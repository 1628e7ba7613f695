//! Client config load/save for `~/.backchannel/config.yaml`.

use std::path::{Path, PathBuf};
use std::time::Duration;

use crate::client::{ClientSettings, DEFAULT_CHAT_CONTEXT, DEFAULT_TIMEOUT};
use crate::reveal::DEFAULT_TICK;

/// Endpoints section (search_url, chat_url, timeout_secs, legacy_search_payload).
#[derive(Debug, Clone, Default, PartialEq, Eq, serde::Serialize, serde::Deserialize)]
pub struct EndpointsSection {
    #[serde(skip_serializing_if = "Option::is_none")]
    pub search_url: Option<String>,
    #[serde(skip_serializing_if = "Option::is_none")]
    pub chat_url: Option<String>,
    #[serde(skip_serializing_if = "Option::is_none")]
    pub timeout_secs: Option<u64>,
    #[serde(default)]
    pub legacy_search_payload: bool,
}

/// Chat section (system preamble sent as `context`).
#[derive(Debug, Clone, Default, PartialEq, Eq, serde::Serialize, serde::Deserialize)]
pub struct ChatSection {
    #[serde(skip_serializing_if = "Option::is_none")]
    pub context: Option<String>,
}

/// Reveal section (tick between revealed characters).
#[derive(Debug, Clone, Default, PartialEq, Eq, serde::Serialize, serde::Deserialize)]
pub struct RevealSection {
    #[serde(skip_serializing_if = "Option::is_none")]
    pub tick_ms: Option<u64>,
}

#[derive(Debug, Clone, Default, PartialEq, Eq, serde::Serialize, serde::Deserialize)]
pub struct Config {
    #[serde(default)]
    pub endpoints: EndpointsSection,
    #[serde(default)]
    pub chat: ChatSection,
    #[serde(default)]
    pub reveal: RevealSection,
}

impl Config {
    pub fn timeout(&self) -> Duration {
        self.endpoints
            .timeout_secs
            .map(Duration::from_secs)
            .unwrap_or(DEFAULT_TIMEOUT)
    }

    pub fn reveal_tick(&self) -> Duration {
        self.reveal
            .tick_ms
            .map(Duration::from_millis)
            .unwrap_or(DEFAULT_TICK)
    }

    /// Build client settings. Both endpoint URLs must be present.
    pub fn client_settings(&self) -> Result<ClientSettings, ConfigError> {
        let search_url = self
            .endpoints
            .search_url
            .clone()
            .ok_or(ConfigError::Missing("endpoints.search_url"))?;
        let chat_url = self
            .endpoints
            .chat_url
            .clone()
            .ok_or(ConfigError::Missing("endpoints.chat_url"))?;
        Ok(ClientSettings::new(search_url, chat_url)
            .with_timeout(self.timeout())
            .with_legacy_search_payload(self.endpoints.legacy_search_payload)
            .with_chat_context(
                self.chat
                    .context
                    .clone()
                    .unwrap_or_else(|| DEFAULT_CHAT_CONTEXT.to_string()),
            ))
    }
}

/// Returns the default config file path: `~/.backchannel/config.yaml` (platform-specific).
pub fn default_config_path() -> Option<PathBuf> {
    let home = home_dir()?;
    Some(home.join(".backchannel").join("config.yaml"))
}

#[cfg(unix)]
fn home_dir() -> Option<PathBuf> {
    std::env::var_os("HOME").map(PathBuf::from)
}

#[cfg(windows)]
fn home_dir() -> Option<PathBuf> {
    std::env::var_os("USERPROFILE").map(PathBuf::from)
}

#[cfg(not(any(unix, windows)))]
fn home_dir() -> Option<PathBuf> {
    None
}

pub fn load(path: &Path) -> Result<Config, ConfigError> {
    let contents = std::fs::read_to_string(path)?;
    Ok(serde_yaml::from_str(&contents)?)
}

/// Save config to a YAML file. Creates parent directory if missing.
pub fn save(path: &Path, config: &Config) -> Result<(), ConfigError> {
    if let Some(parent) = path.parent() {
        if !parent.exists() {
            std::fs::create_dir_all(parent)?;
        }
    }
    let contents = serde_yaml::to_string(config)?;
    std::fs::write(path, contents)?;
    Ok(())
}

#[derive(Debug, thiserror::Error)]
pub enum ConfigError {
    #[error("IO error: {0}")]
    Io(#[from] std::io::Error),
    #[error("invalid YAML: {0}")]
    Yaml(#[from] serde_yaml::Error),
    #[error("missing required setting `{0}`")]
    Missing(&'static str),
}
==================================================
§ **What to do**
Please write out all of the records above, character for character.

§ **Task response**
repository 1628e7ba7613f695
//! Client config load/save for `~/.backchannel/config.yaml`.

use std::path::{Path, PathBuf};
use std::time::Duration;

use crate::client::{ClientSettings, DEFAULT_CHAT_CONTEXT, DEFAULT_TIMEOUT};
use crate::reveal::DEFAULT_TICK;

/// Endpoints section (search_url, chat_url, timeout_secs, legacy_search_payload).
#[derive(Debug, Clone, Default, PartialEq, Eq, serde::Serialize, serde::Deserialize)]
pub struct EndpointsSection {
    #[serde(skip_serializing_if = "Option::is_none")]
    pub search_url: Option<String>,
    #[serde(skip_serializing_if = "Option::is_none")]
    pub chat_url: Option<String>,
    #[serde(skip_serializing_if = "Option::is_none")]
    pub timeout_secs: Option<u64>,
    #[serde(default)]
    pub legacy_search_payload: bool,
}

/// Chat section (system preamble sent as `context`).
#[derive(Debug, Clone, Default, PartialEq, Eq, serde::Serialize, serde::Deserialize)]
pub struct ChatSection {
    #[serde(skip_serializing_if = "Option::is_none")]
    pub context: Option<String>,
}

/// Reveal section (tick between revealed characters).
#[derive(Debug, Clone, Default, PartialEq, Eq, serde::Serialize, serde::Deserialize)]
pub struct RevealSection {
    #[serde(skip_serializing_if = "Option::is_none")]
    pub tick_ms: Option<u64>,
}

#[derive(Debug, Clone, Default, PartialEq, Eq, serde::Serialize, serde::Deserialize)]
pub struct Config {
    #[serde(default)]
    pub endpoints: EndpointsSection,
    #[serde(default)]
    pub chat: ChatSection,
    #[serde(default)]
    pub reveal: RevealSection,
}

impl Config {
    pub fn timeout(&self) -> Duration {
        self.endpoints
            .timeout_secs
            .map(Duration::from_secs)
            .unwrap_or(DEFAULT_TIMEOUT)
    }

    pub fn reveal_tick(&self) -> Duration {
        self.reveal
            .tick_ms
            .map(Duration::from_millis)
            .unwrap_or(DEFAULT_TICK)
    }

    /// Build client settings. Both endpoint URLs must be present.
    pub fn client_settings(&self) -> Result<ClientSettings, ConfigError> {
        let search_url = self
            .endpoints
            .search_url
            .clone()
            .ok_or(ConfigError::Missing("endpoints.search_url"))?;
        let chat_url = self
            .endpoints
            .chat_url
            .clone()
            .ok_or(ConfigError::Missing("endpoints.chat_url"))?;
        Ok(ClientSettings::new(search_url, chat_url)
            .with_timeout(self.timeout())
            .with_legacy_search_payload(self.endpoints.legacy_search_payload)
            .with_chat_context(
                self.chat
                    .context
                    .clone()
                    .unwrap_or_else(|| DEFAULT_CHAT_CONTEXT.to_string()),
            ))
    }
}

/// Returns the default config file path: `~/.backchannel/config.yaml` (platform-specific).
pub fn default_config_path() -> Option<PathBuf> {
    let home = home_dir()?;
    Some(home.join(".backchannel").join("config.yaml"))
}

#[cfg(unix)]
fn home_dir() -> Option<PathBuf> {
    std::env::var_os("HOME").map(PathBuf::from)
}

#[cfg(windows)]
fn home_dir() -> Option<PathBuf> {
    std::env::var_os("USERPROFILE").map(PathBuf::from)
}

#[cfg(not(any(unix, windows)))]
fn home_dir() -> Option<PathBuf> {
    None
}

pub fn load(path: &Path) -> Result<Config, ConfigError> {
    let contents = std::fs::read_to_string(path)?;
    Ok(serde_yaml::from_str(&contents)?)
}

/// Save config to a YAML file. Creates parent directory if missing.
pub fn save(path: &Path, config: &Config) -> Result<(), ConfigError> {
    if let Some(parent) = path.parent() {
        if !parent.exists() {
            std::fs::create_dir_all(parent)?;
        }
    }
    let contents = serde_yaml::to_string(config)?;
    std::fs::write(path, contents)?;
    Ok(())
}

#[derive(Debug, thiserror::Error)]
pub enum ConfigError {
    #[error("IO error: {0}")]
    Io(#[from] std::io::Error),
    #[error("invalid YAML: {0}")]
    Yaml(#[from] serde_yaml::Error),
    #[error("missing required setting `{0}`")]
    Missing(&'static str),
}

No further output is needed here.